LINCOLN AND HERNDON FOR THE DEFENSE: A MONTH AFTER LINCOLN'S DEFEAT AS A CANDIDATE FOR THE SENATE
A very lengthy legal document dating from Lincoln's last and most famous partnership with William Henry Herndon (1818-1891), later his controversial biographer. The Lincoln-Herndon association began in 1844 and lasted until Lincoln became the Republican presidential nominee in 1860. Here, referring to the case of Ulysses Lindly and Theodore Baker versus John Williams, Lincoln enters a plea of Actio non on behalf of the defendants: "And the said defendants...say plaintiff actio non because...at and before the time when, said Mechanic's and Farmer's Bank assumed to arrange said note, by their President, said bank had, on lawful demand, failed and refused to redeem in lawful money...one of the circulating notes, made by said bank...And for further plea...the defendants...say that at and before the time when said Mechanic's and Farmer's Bank assumed to assign said note...[they] had omitted to pay the said note, and this the defendent is ready to verify..." A further three pleas of actio non are entered by Lincoln on behalf of his clients; the last one stating that "the said Thomas Lewis, at the time he assumed to assign said note, had not full power and authority to make said assignment..." Each plea is separately signed "Lincoln & Herndon p.d." Not in Collected Works, ed. R.P. Basler and presumably unpublished.

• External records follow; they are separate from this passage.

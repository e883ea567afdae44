use std::path::PathBuf;

use anyhow::Context as _;

use crate::auth::TokenStore;
use crate::cli::FetchArgs;
use crate::config::FetchConfig;
use crate::mal::ListFetcher;

/// Refreshes the access token when needed, fetches the whole list and
/// overwrites the snapshot. Nothing is written if any page fails.
pub async fn run(args: FetchArgs) -> anyhow::Result<()> {
    let env_path = PathBuf::from(&args.env_file);
    let env = crate::config::load_env(&env_path)?;
    let config = FetchConfig::resolve(&env).context("resolve fetch config")?;
    tracing::debug!(credentials = ?config.credentials, "resolved fetch config");

    let client = reqwest::Client::builder()
        .build()
        .context("build http client")?;

    let mut tokens = TokenStore::new(
        client.clone(),
        crate::auth::token_endpoint(&args.mal_auth_url),
        env_path,
        config.credentials,
    );
    if tokens.access_token().is_none() {
        tracing::info!("no access token found; refreshing");
        tokens.refresh().await.context("refresh access token")?;
    }
    let access_token = tokens
        .access_token()
        .ok_or_else(|| anyhow::anyhow!("unable to obtain an access token; re-authenticate"))?
        .to_owned();

    let fetcher = ListFetcher::new(client, &args.mal_api_url);
    let entries = fetcher
        .fetch_all(&access_token)
        .await
        .context("fetch anime list")?;

    let snapshot_path = crate::snapshot::snapshot_path(&PathBuf::from(&args.data_dir));
    crate::snapshot::write(&snapshot_path, &entries)
        .await
        .context("save snapshot")?;
    tracing::info!(
        count = entries.len(),
        path = %snapshot_path.display(),
        "retrieved anime list"
    );

    Ok(())
}
use std::sync::Arc;

use crate::notion::{Destination, URL_PROPERTY};

pub const ANIME_URL_BASE: &str = "https://myanimelist.net/anime";

/// Lower-cased title where every run of non-alphanumeric characters is a single `-`.
pub fn sanitize_title(title: &str) -> String {
    let mut slug = String::with_capacity(title.len());
    for ch in title.chars() {
        if ch.is_ascii_alphanumeric() {
            slug.push(ch.to_ascii_lowercase());
        } else if !slug.ends_with('-') {
            slug.push('-');
        }
    }
    slug
}

/// URL stored on each destination record and used as its dedup key.
pub fn canonical_url(id: u64, sanitized_title: &str) -> String {
    format!("{ANIME_URL_BASE}/{id}/{sanitized_title}")
}

/// Asks the destination whether an entry was already synced.
///
/// Check-then-create is not atomic: two runs racing on the same entry can
/// both see "absent" and both create a record.
#[derive(Clone)]
pub struct DedupChecker {
    destination: Arc<dyn Destination>,
}

impl DedupChecker {
    pub fn new(destination: Arc<dyn Destination>) -> Self {
        Self { destination }
    }

    /// Query failures count as "not found", so a flaky query may produce a
    /// duplicate record but never drops an entry.
    pub async fn exists(&self, id: u64, sanitized_title: &str) -> bool {
        let url = canonical_url(id, sanitized_title);
        match self.destination.query_url_contains(URL_PROPERTY, &url).await {
            Ok(matches) => !matches.is_empty(),
            Err(err) => {
                tracing::warn!(id, url = %url, error = %format!("{err:#}"), "dedup query failed; treating entry as new");
                false
            }
        }
    }
}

After he failed to win a U.S. Senate seat in balloting in February 1855, Lincoln continued his very active law practice in Springfield and became one of the most prominent attorneys in Illinois. While he remained a Whig, he was open to new political affiliations, and when the anti-slavery forces called a state convention at Bloomington, on 29 May he delivered a stirring address (since known as the "lost speech"). While he stumped actively for the J.G. Fremont, the Presidential candidate of the fledgling Republican Party, it was not until 1856 that Lincoln formally allied himself with the new party.